実施例10:VHH-PM-His(等電点6.05)
比較例6:VHH-His(等電点8.20)
図20に示すように、抗体としてVHH単ドメイン抗体を用いた場合も、前記ペプチドを連結させることによって凝集が著しく解消され、これによってリフォールディング効率を高めることができることが分かった。液相のpHが7.5など更に低い場合であっても、同様の傾向が認められた。
【0138】
試験例13:リフォールディング効率の算出
試験例12に記載される実施例10及び比較例6を用いて、前記試験例5と同様にして変性、リフォールディングを透析によって行い、これらにおけるリフォールディング効率を算出した。
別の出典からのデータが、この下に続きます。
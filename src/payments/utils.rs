use crate::payments::error::{PaymentError, PaymentResult};
use hmac::{Hmac, Mac};
use reqwest::Client;
use serde::de::DeserializeOwned;
use serde_json::Value as JsonValue;
use sha2::{Sha256, Sha512};
use std::time::Duration;
use tracing::warn;

#[derive(Clone)]
pub struct PaymentHttpClient {
    client: Client,
    provider: &'static str,
    timeout: Duration,
    max_retries: u32,
}

impl PaymentHttpClient {
    pub fn new(provider: &'static str, timeout: Duration, max_retries: u32) -> PaymentResult<Self> {
        let client = Client::builder().timeout(timeout).build().map_err(|e| {
            PaymentError::ProviderUnavailable {
                provider: provider.to_string(),
                message: format!("failed to initialize HTTP client: {}", e),
                retry_after_seconds: None,
            }
        })?;

        Ok(Self {
            client,
            provider,
            timeout,
            max_retries,
        })
    }

    /// Sends a JSON request. GET and HEAD are retried on transport failures,
    /// 429s and 5xx with exponential backoff. Anything else may move money,
    /// so it is only retried when the connection was never established.
    /// Other 4xx responses are business rejections and are returned
    /// immediately.
    pub async fn request_json<T: DeserializeOwned>(
        &self,
        method: reqwest::Method,
        url: &str,
        bearer_token: Option<&str>,
        body: Option<&JsonValue>,
    ) -> PaymentResult<T> {
        let replayable = method == reqwest::Method::GET || method == reqwest::Method::HEAD;
        let mut last_error = None;
        for attempt in 0..=self.max_retries {
            let mut request = self.client.request(method.clone(), url);
            request = request.timeout(self.timeout);

            if let Some(token) = bearer_token {
                request = request.bearer_auth(token);
            }
            if let Some(payload) = body {
                request = request.json(payload);
            }

            match request.send().await {
                Ok(resp) => {
                    let status = resp.status();
                    let text = resp.text().await.unwrap_or_default();
                    if status.is_success() {
                        return serde_json::from_str::<T>(&text).map_err(|e| {
                            PaymentError::MalformedResponse {
                                provider: self.provider.to_string(),
                                message: format!("invalid provider JSON response: {}", e),
                            }
                        });
                    }

                    if status.as_u16() == 429 || status.is_server_error() {
                        if replayable && attempt < self.max_retries {
                            warn!(
                                provider = self.provider,
                                status = %status,
                                attempt = attempt + 1,
                                "provider request throttled or failed, retrying"
                            );
                            tokio::time::sleep(Duration::from_secs(1 << attempt)).await;
                            continue;
                        }
                        return Err(PaymentError::ProviderUnavailable {
                            provider: self.provider.to_string(),
                            message: format!("HTTP {}: {}", status, text),
                            retry_after_seconds: None,
                        });
                    }

                    return Err(PaymentError::ProviderRejected {
                        provider: self.provider.to_string(),
                        message: format!("HTTP {}: {}", status, text),
                        provider_code: Some(status.as_u16().to_string()),
                    });
                }
                Err(e) => {
                    last_error = Some(PaymentError::ProviderUnavailable {
                        provider: self.provider.to_string(),
                        message: format!("provider request failed: {}", e),
                        retry_after_seconds: None,
                    });
                    if (replayable || e.is_connect()) && attempt < self.max_retries {
                        tokio::time::sleep(Duration::from_secs(1 << attempt)).await;
                        continue;
                    }
                    break;
                }
            }
        }

        Err(last_error.unwrap_or(PaymentError::ProviderUnavailable {
            provider: self.provider.to_string(),
            message: "provider request failed".to_string(),
            retry_after_seconds: None,
        }))
    }
}

pub fn hmac_sha256_hex(payload: &[u8], secret: &str) -> Option<String> {
    let mut mac = Hmac::<Sha256>::new_from_slice(secret.as_bytes()).ok()?;
    mac.update(payload);
    Some(hex::encode(mac.finalize().into_bytes()))
}

pub fn hmac_sha512_hex(payload: &[u8], secret: &str) -> Option<String> {
    let mut mac = Hmac::<Sha512>::new_from_slice(secret.as_bytes()).ok()?;
    mac.update(payload);
    Some(hex::encode(mac.finalize().into_bytes()))
}

pub fn verify_hmac_sha256_hex(payload: &[u8], secret: &str, signature: &str) -> bool {
    match hmac_sha256_hex(payload, secret) {
        Some(computed) => secure_eq(
            computed.as_bytes(),
            signature.trim().to_lowercase().as_bytes(),
        ),
        None => false,
    }
}

pub fn verify_hmac_sha512_hex(payload: &[u8], secret: &str, signature: &str) -> bool {
    match hmac_sha512_hex(payload, secret) {
        Some(computed) => secure_eq(
            computed.as_bytes(),
            signature.trim().to_lowercase().as_bytes(),
        ),
        None => false,
    }
}

pub fn secure_eq(a: &[u8], b: &[u8]) -> bool {
    if a.len() != b.len() {
        return false;
    }
    a.iter()
        .zip(b.iter())
        .fold(0_u8, |acc, (x, y)| acc | (x ^ y))
        == 0
}
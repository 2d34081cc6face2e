use crate::payments::error::PaymentError;
use chrono::{DateTime, Utc};
use rust_decimal::Decimal;
use serde::{Deserialize, Serialize};
use serde_json::Value as JsonValue;
use std::str::FromStr;

#[derive(Debug, Clone, Copy, Serialize, Deserialize, PartialEq, Eq, Hash)]
#[serde(rename_all = "snake_case")]
pub enum ProviderKind {
    /// Mobile-money style: the provider pushes a prompt to the payer's handset.
    Push,
    /// The payer completes a provider-hosted checkout page and is redirected back.
    Hosted,
}

impl ProviderKind {
    pub fn as_str(&self) -> &'static str {
        match self {
            ProviderKind::Push => "push",
            ProviderKind::Hosted => "hosted",
        }
    }
}

impl std::fmt::Display for ProviderKind {
    fn fmt(&self, f: &mut std::fmt::Formatter<'_>) -> std::fmt::Result {
        write!(f, "{}", self.as_str())
    }
}

impl FromStr for ProviderKind {
    type Err = PaymentError;

    fn from_str(value: &str) -> Result<Self, Self::Err> {
        match value.trim().to_lowercase().as_str() {
            "push" | "mobile_money" => Ok(ProviderKind::Push),
            "hosted" | "hosted_checkout" => Ok(ProviderKind::Hosted),
            _ => Err(PaymentError::ValidationError {
                message: format!("unsupported provider kind: {}", value),
                field: Some("provider_kind".to_string()),
            }),
        }
    }
}

/// What a ledger row is paying for. Also decides whether a push provider
/// collects from or disburses to the handle.
#[derive(Debug, Clone, Copy, Serialize, Deserialize, PartialEq, Eq, Hash)]
#[serde(rename_all = "snake_case")]
pub enum PaymentPurpose {
    OrderPayment,
    SubscriptionUpgrade,
    TestPayment,
    Withdrawal,
}

impl PaymentPurpose {
    pub fn as_str(&self) -> &'static str {
        match self {
            PaymentPurpose::OrderPayment => "order_payment",
            PaymentPurpose::SubscriptionUpgrade => "subscription_upgrade",
            PaymentPurpose::TestPayment => "test_payment",
            PaymentPurpose::Withdrawal => "withdrawal",
        }
    }

    /// Short prefix used when building idempotency references.
    pub fn reference_prefix(&self) -> &'static str {
        match self {
            PaymentPurpose::OrderPayment => "ord",
            PaymentPurpose::SubscriptionUpgrade => "sub",
            PaymentPurpose::TestPayment => "tst",
            PaymentPurpose::Withdrawal => "wdr",
        }
    }

    pub fn is_outbound(&self) -> bool {
        matches!(self, PaymentPurpose::Withdrawal)
    }
}

impl std::fmt::Display for PaymentPurpose {
    fn fmt(&self, f: &mut std::fmt::Formatter<'_>) -> std::fmt::Result {
        write!(f, "{}", self.as_str())
    }
}

impl FromStr for PaymentPurpose {
    type Err = PaymentError;

    fn from_str(value: &str) -> Result<Self, Self::Err> {
        match value.trim().to_lowercase().as_str() {
            "order_payment" => Ok(PaymentPurpose::OrderPayment),
            "subscription_upgrade" => Ok(PaymentPurpose::SubscriptionUpgrade),
            "test_payment" => Ok(PaymentPurpose::TestPayment),
            "withdrawal" => Ok(PaymentPurpose::Withdrawal),
            _ => Err(PaymentError::ValidationError {
                message: format!("unsupported payment purpose: {}", value),
                field: Some("purpose".to_string()),
            }),
        }
    }
}

/// Amount in integer minor units of `currency`.
#[derive(Debug, Clone, Serialize, Deserialize, PartialEq, Eq)]
pub struct Money {
    pub amount: i64,
    pub currency: String,
}

impl Money {
    pub fn new(amount: i64, currency: impl Into<String>) -> Self {
        Self {
            amount,
            currency: currency.into(),
        }
    }

    pub fn validate_positive(&self, field: &str) -> Result<(), PaymentError> {
        if self.amount <= 0 {
            return Err(PaymentError::ValidationError {
                message: "amount must be greater than zero".to_string(),
                field: Some(field.to_string()),
            });
        }
        let currency = self.currency.trim();
        if currency.len() != 3 || !currency.chars().all(|c| c.is_ascii_uppercase()) {
            return Err(PaymentError::ValidationError {
                message: format!("currency must be an ISO 4217 code, got '{}'", self.currency),
                field: Some("currency".to_string()),
            });
        }
        Ok(())
    }

    /// Decimal amount in major units, as most provider APIs expect it.
    pub fn to_major_units(&self) -> Decimal {
        Decimal::new(self.amount, currency_exponent(&self.currency))
    }
}

/// Number of minor-unit digits a currency is settled in by the providers we use.
pub fn currency_exponent(currency: &str) -> u32 {
    match currency.trim().to_uppercase().as_str() {
        "TZS" | "UGX" | "RWF" | "XOF" | "XAF" => 0,
        _ => 2,
    }
}

#[derive(Debug, Clone, Copy, Serialize, Deserialize, PartialEq, Eq, Hash)]
#[serde(rename_all = "snake_case")]
pub enum MobileNetwork {
    Mpesa,
    TigoPesa,
    AirtelMoney,
    HaloPesa,
}

impl MobileNetwork {
    pub fn as_str(&self) -> &'static str {
        match self {
            MobileNetwork::Mpesa => "Mpesa",
            MobileNetwork::TigoPesa => "Tigo",
            MobileNetwork::AirtelMoney => "Airtel",
            MobileNetwork::HaloPesa => "Halopesa",
        }
    }
}

#[derive(Debug, Clone, Serialize, Deserialize, PartialEq, Eq)]
pub struct CustomerContact {
    pub email: String,
    pub name: Option<String>,
}

/// Who pays (or, for withdrawals, who receives), tagged by provider family.
#[derive(Debug, Clone, Serialize, Deserialize, PartialEq, Eq)]
#[serde(tag = "provider_kind", rename_all = "snake_case")]
pub enum PayerDetails {
    Push {
        phone: String,
        network: MobileNetwork,
    },
    Hosted {
        customer: CustomerContact,
    },
}

impl PayerDetails {
    pub fn provider_kind(&self) -> ProviderKind {
        match self {
            PayerDetails::Push { .. } => ProviderKind::Push,
            PayerDetails::Hosted { .. } => ProviderKind::Hosted,
        }
    }
}

#[derive(Debug, Clone, Serialize, Deserialize)]
pub struct InitiateRequest {
    pub amount: Money,
    pub purpose: PaymentPurpose,
    pub idempotency_reference: String,
    pub description: String,
    pub payer: PayerDetails,
    pub metadata: Option<JsonValue>,
}

#[derive(Debug, Clone, Serialize, Deserialize)]
pub struct InitiateResponse {
    pub provider_reference: String,
    /// Only set by hosted checkouts.
    pub checkout_url: Option<String>,
    pub provider_data: Option<JsonValue>,
}

#[derive(Debug, Clone, Copy, Serialize, Deserialize, PartialEq, Eq)]
#[serde(rename_all = "snake_case")]
pub enum ProviderStatus {
    Pending,
    Successful,
    Failed,
    Cancelled,
}

impl ProviderStatus {
    pub fn is_terminal(&self) -> bool {
        !matches!(self, ProviderStatus::Pending)
    }
}

#[derive(Debug, Clone, Serialize, Deserialize)]
pub struct WebhookVerificationResult {
    pub valid: bool,
    pub reason: Option<String>,
}

/// A provider notification normalized into the shape reconciliation works with.
#[derive(Debug, Clone, Serialize, Deserialize)]
pub struct WebhookEvent {
    pub provider: ProviderKind,
    pub event_type: String,
    pub provider_reference: Option<String>,
    pub idempotency_reference: Option<String>,
    pub status: ProviderStatus,
    pub occurred_at: Option<DateTime<Utc>>,
    pub payload: JsonValue,
}

#[cfg(test)]
mod tests {
    use super::*;

    #[test]
    fn money_validation_rejects_non_positive_and_bad_currency() {
        assert!(Money::new(15000, "TZS").validate_positive("amount").is_ok());
        assert!(Money::new(0, "TZS").validate_positive("amount").is_err());
        assert!(Money::new(-5, "TZS").validate_positive("amount").is_err());
        assert!(Money::new(100, "tzs").validate_positive("amount").is_err());
        assert!(Money::new(100, "").validate_positive("amount").is_err());
    }

    #[test]
    fn major_units_follow_currency_exponent() {
        assert_eq!(Money::new(15000, "TZS").to_major_units().to_string(), "15000");
        assert_eq!(Money::new(123456, "KES").to_major_units().to_string(), "1234.56");
    }

    #[test]
    fn payer_details_deserialize_from_tagged_json() {
        let payload = serde_json::json!({
            "provider_kind": "push",
            "phone": "0712345678",
            "network": "mpesa"
        });
        let payer: PayerDetails =
            serde_json::from_value(payload).expect("deserialization should succeed");
        assert_eq!(payer.provider_kind(), ProviderKind::Push);

        let payload = serde_json::json!({
            "provider_kind": "hosted",
            "customer": {"email": "buyer@example.com", "name": "Asha"}
        });
        let payer: PayerDetails =
            serde_json::from_value(payload).expect("deserialization should succeed");
        assert_eq!(payer.provider_kind(), ProviderKind::Hosted);
    }

    #[test]
    fn purpose_round_trips_through_strings() {
        for purpose in [
            PaymentPurpose::OrderPayment,
            PaymentPurpose::SubscriptionUpgrade,
            PaymentPurpose::TestPayment,
            PaymentPurpose::Withdrawal,
        ] {
            assert_eq!(PaymentPurpose::from_str(purpose.as_str()).ok(), Some(purpose));
        }
        assert!(ProviderKind::from_str("carrier-pigeon").is_err());
    }
}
具体的には、8M Urea-PBSに溶解させた実施例10(VHH-PM-His)を、0.5mg/mL VHH-PM-His、0.5M Urea、50mM TAPSとなるよう希釈して得た溶液1mLを透析チューブ内に入れ、50mM TAPS 1Lの外液に対して4℃で一晩透析した。次いで、透析チューブ内の溶液を回収し、遠心分離によって凝集体を除去した。遠心分離前後のタンパク質濃度をDC Protein Assay(バイオラッドラボラトリーズ社製)によってそれぞれ定量し、回収率を算出した。比較例6(VHH-His)についても同様にして回収率を算出した。
【0139】
その結果、実施例10では回収率が95%であったのに対し、比較例6では回収率が20%であった。このことから、抗体としてVHHを用いた場合であっても不活性な抗体を効率よくリフォールディングできたことが分かった。
【0140】
試験例14:リフォールディング効率の算出
試験例13とは異なる方法を用いて、実施例10についてリフォールディング効率を算出した。具体的には、ゲルクロマトグラフィーによってリフォールディング効率を算出した。まず、AKTA Purifier UPC10 クロマトグラフィシステム(GEヘルスケア社製)にゲル濾過カラムHi Trap Desalting(GEヘルスケア社製) 5mL を2個連結してセットし、50mM TAPS (pH 8.5)で平衡化した。次に、8M Urea-PBSに溶解させた実施例10(VHH-PM-His)を、0.5mg/mL VHH-PM-His、0.5M Urea、50mM TAPS、0.5M NDSB201となるよう希釈して得た溶液2mLを前記カラムに負荷し、50mM TAPS (pH 8.5)を供給した。次いで 最初に溶出されるタンパク質のピークを含有する溶液を回収した(3mL回収)。 回収したタンパク質溶液の濃度をDC protein assay(バイオラッドラボラトリーズ社製)で定量し、アプライ量と回収量から回収率を算出した。その結果、実施例10では回収率が99%であった。このことから、抗体としてVHHを用いた場合であっても不活性な抗体を効率よくリフォールディングできたことが分かった。
【0141】
試験例15:リフォールディングされたVHHの基材への固定及び活性評価
1.前記実施例10を用いてリフォールディングされた抗体を、ポリメタクリル酸メチル製の基材と接触させることによって、前記ペプチドを介してリフォールディングされた抗体が前記基材上に良好に固定できるかどうかについて検討した。また、当該固定化された抗体がその活性を維持しているかどうかについて検討した。比較例6についても同様にして検討した。
【0142】
具体的には、前記実施例10を試験例13に従いリフォールディングさせたのち、ペプチドが連結されてなるリフォールディングされた抗体が45ug/mLの濃度になるようPBSで調製し、これをポリメタクリル酸メチル製の基材(マイクロプレート)に100uLずつ加えて25℃で2時間インキュベートした。次いで、PBSTで5回基材を洗浄後、2% BSA-PBSTを300uLずつ加え、25℃で1時間インキュベートした。次いで、PBSTで5回基材を洗浄後、biotin標識hCGを0〜1ug/mLとなるよう2%BSA-PBSTで希釈し、100uLずつ加えて25℃で1時間インキュベートした。次いで、PBSTで5回基材を洗浄後、HRP標識ストレプトアビジンを0.2ug/mLとなるよう2%BSA-PBSTで希釈し、100uLずつ加えて25℃で1時間インキュベートした。次いで、PBSTで5回基材を洗浄後、TMBを100uLずつ加えて25℃で15分間インキュベートし、0.3M硫酸を100uL加えて発色反応を停止させた(発色反応)。その後、450nmにおける吸光度(副波長 650nm)をマイクロプレートリーダーで測定した。
【0143】
2.結果を
図21に示す。
図21から明らかなように、ポリメタクリル酸メチルに親和性を有し、且つ、不活性な抗体の等電点よりも低い等電点を有するペプチド(PM)が導入されている実施例10においてリフォールディングされた抗体によれば、該リフォールディングされた抗体に連結されているPMの効果によって、ポリメタクリル酸メチル製の基材にリフォールディングされた抗体が高密度に固定化され、ポリメタクリル酸メチルに親和性を有するペプチドが連結されていない抗体と比較して、高いシグナルが得られた。このことから、実施例10においてリフォールディングされた抗体が基材に高密度に固定化され、また、抗体に由来する所望の活性が良好に回復されていることが分かった。